SHAP_ or LIME_ consider only local additive feature attributions and
do not provide uncertainty, when **ibreakdown** also evaluates local feature
interactions.

Features
========
* Supports predictions explanations for classification and regression
* Easy to use API.
* Works with ``pandas`` and ``numpy``
* Speed is linear with respect to number of features
* Sum of contribution plus intercept/baseline equals predicted value
* Uncertainty support
* Experimental interactions support with O(n^2) time complexity where *n* is
number of features.

Algorithm
=========

Algorithm is based on ideas describe in paper *"iBreakDown: Uncertainty of Model
Explanations for Non-additive Predictive Models"* https://arxiv.org/abs/1903.11420 and
reference implementation in **R** (iBreakDown_)

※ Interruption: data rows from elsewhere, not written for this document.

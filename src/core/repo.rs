//! Generic create/read/update/delete over any `Entity`.
//!
//! Writes run the lifecycle hook and the physical statement inside one
//! brokered IMMEDIATE transaction: either both land or neither does.

use crate::core::broker::DbBroker;
use crate::core::error::WardenError;
use crate::core::graph;
use crate::core::hooks;
use crate::core::registry::{EntityDescriptor, EntityKind};
use crate::core::store::Store;
use crate::core::time;
use crate::entities::{Entity, Record};
use rusqlite::{Connection, OptionalExtension};
use serde::Serialize;
use std::collections::BTreeMap;

/// Rows removed by a delete, beyond the target row itself.
#[derive(Debug, Clone, Serialize)]
pub struct DeleteReport {
    pub kind: EntityKind,
    pub id: String,
    /// Dependent rows removed by cascade, keyed by table.
    pub cascaded: BTreeMap<String, u64>,
}

impl DeleteReport {
    pub fn cascaded_from(&self, table: &str) -> u64 {
        self.cascaded.get(table).copied().unwrap_or(0)
    }
}

/// Insert `entity` under a freshly generated id; any id it carries is replaced.
pub fn create<E: Entity>(store: &Store, mut entity: E) -> Result<E, WardenError> {
    let desc = E::descriptor();
    let identity = entity.identity().to_string();
    let broker = DbBroker::new(store);

    broker
        .with_tx(&format!("{}.create", desc.name()), |conn| {
            hooks::before_insert(conn, &mut entity)?;
            entity.set_id(time::new_entity_id());
            entity.insert_row(conn)?;
            Ok(entity)
        })
        .map_err(|e| e.with_identity_value(desc.identity_column, &identity))
}

/// Write every mutable column of `entity`, identified by its id. Returns the
/// row as stored.
pub fn update<E: Entity>(store: &Store, mut entity: E) -> Result<E, WardenError> {
    let desc = E::descriptor();
    let identity = entity.identity().to_string();
    let broker = DbBroker::new(store);

    broker
        .with_tx(&format!("{}.update", desc.name()), |conn| {
            let id = entity
                .id()
                .map(str::to_string)
                .ok_or_else(|| {
                    WardenError::Validation(format!("{} update requires an id", desc.name()))
                })?;
            let existing: E = find_in(conn, &id)?.ok_or_else(|| not_found(desc, &id))?;
            if let Some(created_at) = existing.created_at() {
                entity.set_created_at(created_at.to_string());
            }

            hooks::before_update(conn, &mut entity)?;
            entity.update_row(conn)?;

            find_in(conn, &id)?.ok_or_else(|| not_found(desc, &id))
        })
        .map_err(|e| e.with_identity_value(desc.identity_column, &identity))
}

pub fn get<E: Entity>(store: &Store, id: &str) -> Result<E, WardenError> {
    let desc = E::descriptor();
    DbBroker::new(store).with_conn(&format!("{}.get", desc.name()), |conn| {
        find_in(conn, id)?.ok_or_else(|| not_found(desc, id))
    })
}

/// Look an entity up by its identifying value (slug, or email for users).
pub fn find_by_identity<E: Entity>(store: &Store, value: &str) -> Result<Option<E>, WardenError> {
    let desc = E::descriptor();
    DbBroker::new(store).with_conn(&format!("{}.find", desc.name()), |conn| {
        let sql = format!(
            "SELECT * FROM {} WHERE {} = ?1",
            desc.table, desc.identity_column
        );
        Ok(conn.query_row(&sql, [value], |row| E::from_row(row)).optional()?)
    })
}

pub fn list<E: Entity>(store: &Store) -> Result<Vec<E>, WardenError> {
    let desc = E::descriptor();
    DbBroker::new(store).with_conn(&format!("{}.list", desc.name()), |conn| {
        let sql = format!(
            "SELECT * FROM {} ORDER BY {}",
            desc.table, desc.identity_column
        );
        let mut stmt = conn.prepare(&sql)?;
        let rows = stmt.query_map([], |row| E::from_row(row))?;
        let mut results = Vec::new();
        for r in rows {
            results.push(r?);
        }
        Ok(results)
    })
}

/// Physically delete a row. The store cascades to dependents; the report
/// counts what the cascade removed.
pub fn delete(store: &Store, kind: EntityKind, id: &str) -> Result<DeleteReport, WardenError> {
    let desc = kind.descriptor()?;
    DbBroker::new(store).with_tx(&format!("{}.delete", desc.name()), |conn| {
        if find_record_in(conn, desc, id)?.is_none() {
            return Err(not_found(desc, id));
        }
        let mut cascaded = BTreeMap::new();
        graph::count_dependents(conn, desc, id, &mut cascaded)?;

        conn.execute(&format!("DELETE FROM {} WHERE id = ?1", desc.table), [id])?;
        Ok(DeleteReport {
            kind,
            id: id.to_string(),
            cascaded,
        })
    })
}

pub fn create_record(store: &Store, record: Record) -> Result<Record, WardenError> {
    Ok(match record {
        Record::Scope(e) => create(store, e)?.into_record(),
        Record::Privilege(e) => create(store, e)?.into_record(),
        Record::Group(e) => create(store, e)?.into_record(),
        Record::User(e) => create(store, e)?.into_record(),
        Record::Field(e) => create(store, e)?.into_record(),
        Record::Form(e) => create(store, e)?.into_record(),
        Record::Response(e) => create(store, e)?.into_record(),
    })
}

pub fn update_record(store: &Store, record: Record) -> Result<Record, WardenError> {
    Ok(match record {
        Record::Scope(e) => update(store, e)?.into_record(),
        Record::Privilege(e) => update(store, e)?.into_record(),
        Record::Group(e) => update(store, e)?.into_record(),
        Record::User(e) => update(store, e)?.into_record(),
        Record::Field(e) => update(store, e)?.into_record(),
        Record::Form(e) => update(store, e)?.into_record(),
        Record::Response(e) => update(store, e)?.into_record(),
    })
}

pub fn get_record(store: &Store, kind: EntityKind, id: &str) -> Result<Record, WardenError> {
    let desc = kind.descriptor()?;
    DbBroker::new(store).with_conn(&format!("{}.get", desc.name()), |conn| {
        find_record_in(conn, desc, id)?.ok_or_else(|| not_found(desc, id))
    })
}

pub fn list_records(store: &Store, kind: EntityKind) -> Result<Vec<Record>, WardenError> {
    Ok(match kind {
        EntityKind::Scope => into_records(list::<crate::entities::Scope>(store)?),
        EntityKind::Privilege => into_records(list::<crate::entities::Privilege>(store)?),
        EntityKind::Group => into_records(list::<crate::entities::Group>(store)?),
        EntityKind::User => into_records(list::<crate::entities::User>(store)?),
        EntityKind::Field => into_records(list::<crate::entities::Field>(store)?),
        EntityKind::Form => into_records(list::<crate::entities::Form>(store)?),
        EntityKind::Response => into_records(list::<crate::entities::Response>(store)?),
    })
}

fn into_records<E: Entity>(entities: Vec<E>) -> Vec<Record> {
    entities.into_iter().map(Entity::into_record).collect()
}

pub(crate) fn find_in<E: Entity>(conn: &Connection, id: &str) -> Result<Option<E>, WardenError> {
    let sql = format!("SELECT * FROM {} WHERE id = ?1", E::descriptor().table);
    Ok(conn.query_row(&sql, [id], |row| E::from_row(row)).optional()?)
}

pub(crate) fn find_record_in(
    conn: &Connection,
    desc: &EntityDescriptor,
    id: &str,
) -> Result<Option<Record>, WardenError> {
    let sql = format!("SELECT * FROM {} WHERE id = ?1", desc.table);
    Ok(conn
        .query_row(&sql, [id], |row| Record::from_row(desc.kind, row))
        .optional()?)
}

fn not_found(desc: &EntityDescriptor, id: &str) -> WardenError {
    WardenError::NotFound(format!("{} '{}'", desc.name(), id))
}
use crate::core::error::WardenError;
use crate::core::hooks::WriteOp;
use crate::core::registry::{EntityDescriptor, EntityKind, Relation, RelationKind};
use crate::entities::{Entity, Record, require_non_empty};
use rusqlite::{Connection, Row, params};
use serde::{Deserialize, Serialize};

pub static DESCRIPTOR: EntityDescriptor = EntityDescriptor {
    kind: EntityKind::Privilege,
    table: "privileges",
    identity_column: "slug",
    relations: &[
        Relation {
            name: "scope",
            target: "scope",
            kind: RelationKind::BelongsTo { column: "scope_id" },
        },
        Relation {
            name: "users",
            target: "user",
            kind: RelationKind::ManyToMany {
                through: "users_privileges",
                owner_column: "privilege_id",
                target_column: "user_id",
            },
        },
        Relation {
            name: "groups",
            target: "group",
            kind: RelationKind::ManyToMany {
                through: "groups_privileges",
                owner_column: "privilege_id",
                target_column: "group_id",
            },
        },
    ],
};

/// A named permission inside one scope, grantable to users and groups.
#[derive(Debug, Clone, Default, PartialEq, Serialize, Deserialize)]
pub struct Privilege {
    #[serde(default)]
    pub id: Option<String>,
    #[serde(default)]
    pub created_at: Option<String>,
    pub slug: String,
    pub name: String,
    pub description: String,
    #[serde(rename = "type")]
    pub kind: String,
    pub scope_id: String,
}

impl Privilege {
    pub fn new(slug: &str, name: &str, description: &str, kind: &str, scope_id: &str) -> Self {
        Self {
            id: None,
            created_at: None,
            slug: slug.to_string(),
            name: name.to_string(),
            description: description.to_string(),
            kind: kind.to_string(),
            scope_id: scope_id.to_string(),
        }
    }
}

impl Entity for Privilege {
    fn descriptor() -> &'static EntityDescriptor {
        &DESCRIPTOR
    }

    fn id(&self) -> Option<&str> {
        self.id.as_deref()
    }

    fn set_id(&mut self, id: String) {
        self.id = Some(id);
    }

    fn created_at(&self) -> Option<&str> {
        self.created_at.as_deref()
    }

    fn set_created_at(&mut self, ts: String) {
        self.created_at = Some(ts);
    }

    fn identity(&self) -> &str {
        &self.slug
    }

    fn validate(&self, _op: WriteOp) -> Result<(), WardenError> {
        require_non_empty(&DESCRIPTOR, "scope_id", &self.scope_id)
    }

    fn insert_row(&self, conn: &Connection) -> rusqlite::Result<usize> {
        conn.execute(
            "INSERT INTO privileges(id, created_at, slug, name, description, type, scope_id)
             VALUES(?1, ?2, ?3, ?4, ?5, ?6, ?7)",
            params![
                self.id,
                self.created_at,
                self.slug,
                self.name,
                self.description,
                self.kind,
                self.scope_id
            ],
        )
    }

    fn update_row(&self, conn: &Connection) -> rusqlite::Result<usize> {
        conn.execute(
            "UPDATE privileges
             SET slug = ?2, name = ?3, description = ?4, type = ?5, scope_id = ?6
             WHERE id = ?1",
            params![
                self.id,
                self.slug,
                self.name,
                self.description,
                self.kind,
                self.scope_id
            ],
        )
    }

    fn from_row(row: &Row<'_>) -> rusqlite::Result<Self> {
        Ok(Privilege {
            id: row.get("id")?,
            created_at: row.get("created_at")?,
            slug: row.get("slug")?,
            name: row.get::<_, Option<String>>("name")?.unwrap_or_default(),
            description: row
                .get::<_, Option<String>>("description")?
                .unwrap_or_default(),
            kind: row.get::<_, Option<String>>("type")?.unwrap_or_default(),
            scope_id: row.get("scope_id")?,
        })
    }

    fn summary(&self) -> serde_json::Value {
        serde_json::json!({
            "id": self.id,
            "slug": self.slug,
            "name": self.name,
            "description": self.description,
            "type": self.kind,
            "scope_id": self.scope_id,
        })
    }

    fn into_record(self) -> Record {
        Record::Privilege(self)
    }
}
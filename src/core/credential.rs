//! Password hashing and verification using Argon2id.
//!
//! Parameters are pinned rather than taken from `Argon2::default()` so the work
//! factor of stored hashes does not drift with the crate version.

use crate::core::error::WardenError;
use argon2::{
    Algorithm, Argon2, Params, Version,
    password_hash::{PasswordHash, PasswordHasher, PasswordVerifier, SaltString, rand_core::OsRng},
};

/// Memory cost in KiB.
pub const MEMORY_COST_KIB: u32 = 19_456;
/// Number of passes.
pub const TIME_COST: u32 = 2;
pub const PARALLELISM: u32 = 1;

fn hasher() -> Result<Argon2<'static>, WardenError> {
    let params = Params::new(MEMORY_COST_KIB, TIME_COST, PARALLELISM, None)
        .map_err(|e| WardenError::Credential(format!("Invalid hashing parameters: {e}")))?;
    Ok(Argon2::new(Algorithm::Argon2id, Version::V0x13, params))
}

/// Hash a password with a fresh random salt.
///
/// Returns the PHC-formatted string (algorithm, parameters, salt and digest).
pub fn hash_password(password: &str) -> Result<String, WardenError> {
    let salt = SaltString::generate(&mut OsRng);
    hasher()?
        .hash_password(password.as_bytes(), &salt)
        .map(|hash| hash.to_string())
        .map_err(|e| WardenError::Credential(format!("Failed to hash password: {e}")))
}

/// Verify a password against a stored hash.
pub fn verify_password(password: &str, hash: &str) -> Result<bool, WardenError> {
    let parsed = PasswordHash::new(hash)
        .map_err(|e| WardenError::Credential(format!("Invalid password hash format: {e}")))?;
    Ok(hasher()?
        .verify_password(password.as_bytes(), &parsed)
        .is_ok())
}

/// Accept `hash` only if it is an Argon2id PHC string. Anything else written to
/// the credential column could be a plaintext secret.
pub fn ensure_password_hash(hash: &str) -> Result<(), WardenError> {
    let parsed = PasswordHash::new(hash)
        .map_err(|_| WardenError::Validation("hashed_password is not a PHC string".to_string()))?;
    if parsed.algorithm != Algorithm::Argon2id.ident() || parsed.hash.is_none() {
        return Err(WardenError::Validation(format!(
            "hashed_password must be an argon2id hash, got '{}'",
            parsed.algorithm
        )));
    }
    Ok(())
}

Explanation With Uncertainty Example
------------------------------------

.. code:: python

from ibreakdown import URegressionExplainer

# model = GradientBoostingRegressor(...)
explainer = URegressionExplainer(model.predict)
explainer.fit(X_train, columns)
exp = explainer.explain(observation)
exp.print()
exp.plot()

.. code::

+----+----------------+-----------------+----------------+--------------------+
| | Feature Name | Feature Value | Contribution | Contribution STD |
|----+----------------+-----------------+----------------+--------------------|
| 0 | CRIM | 0.06724 | 0.0135305 | 0.131137 |
| 1 | ZN | 0 | 0 | 0.00165973 |
| 2 | INDUS | 3.24 | 0.0895993 | 0.0407877 |
| 3 | CHAS | 0 | -0.0322645 | 0.0073065 |
| 4 | NOX | 0.46 | 0.229041 | 0.273706 |
| 5 | RM | 6.333 | -1.60699 | 0.130217 |
| 6 | AGE | 17.2 | 0.877219 | 0.456707 |
| 7 | DIS | 5.2146 | -1.33008 | 0.405814 |
| 8 | RAD | 4 | -0.143538 | 0.043008 |
| 9 | TAX | 430 | -0.496451 | 0.0521049 |
| 10 | PTRATIO | 16.9 | 0.545435 | 0.273792 |
| 11 | B | 375.21 | 0.133995 | 0.0943484 |
| 12 | LSTAT | 7.34 | 3.61802 | 0.68494 |
+----+----------------+-----------------+----------------+--------------------+

.. image:: https://raw.githubusercontent.com/jettify/ibreakdown/master/docs/boston_housing_uncertenty.png
:alt: feature contributions for RF trained on boston housing dataset

Explanation With Interactions Example
-------------------------------------

.. code:: python

from ibreakdown import IClassificationExplainer

# model = RandomForestClassifier(...)
explainer = IClassificationExplainer(model.predict_proba)
classes = ['Deceased', 'Survived']
explainer.fit(X_train, columns, classes)
exp = explainer.explain(observation)
exp.print()

Please check full Titanic example here: https://github.com/jettify/ibreakdown/blob/master/examples/titanic.py

.. code::

+------------------------------------+-----------------+--------------------+--------------------+
| Feature Name | Feature Value | Contrib:Deceased | Contrib:Survived |
+------------------------------------+-----------------+--------------------+--------------------|
| intercept | | 0.613286 | 0.386714 |
| Sex | female | -0.305838 | 0.305838 |
| Pclass | 3 | 0.242448 | -0.242448 |
| Fare | 7.7375 | -0.119392 | 0.119392 |
| Siblings/Spouses Aboard | 0 | -0.0372811 | 0.0372811 |
| ('Age', 'Parents/Children Aboard') | [28.0 0] | 0.0122196 | -0.0122196 |
| PREDICTION | | 0.405443 | 0.594557 |
+------------------------------------+-----------------+--------------------+--------------------+

Installation
------------
Installation process is simple, just::

$ pip install ibreakdown

Requirements
------------

* Python_ 3.6+
* numpy_

.. _Python: https://www.python.org
.. _numpy: http://www.numpy.org/
.. _iBreakDown: https://github.com/ModelOriented/iBreakDown
.. _Shapley: https://en.wikipedia.org/wiki/Shapley_value
.. _SHAP: https://github.com/slundberg/shap
.. _LIME: https://github.com/marcotcr/lime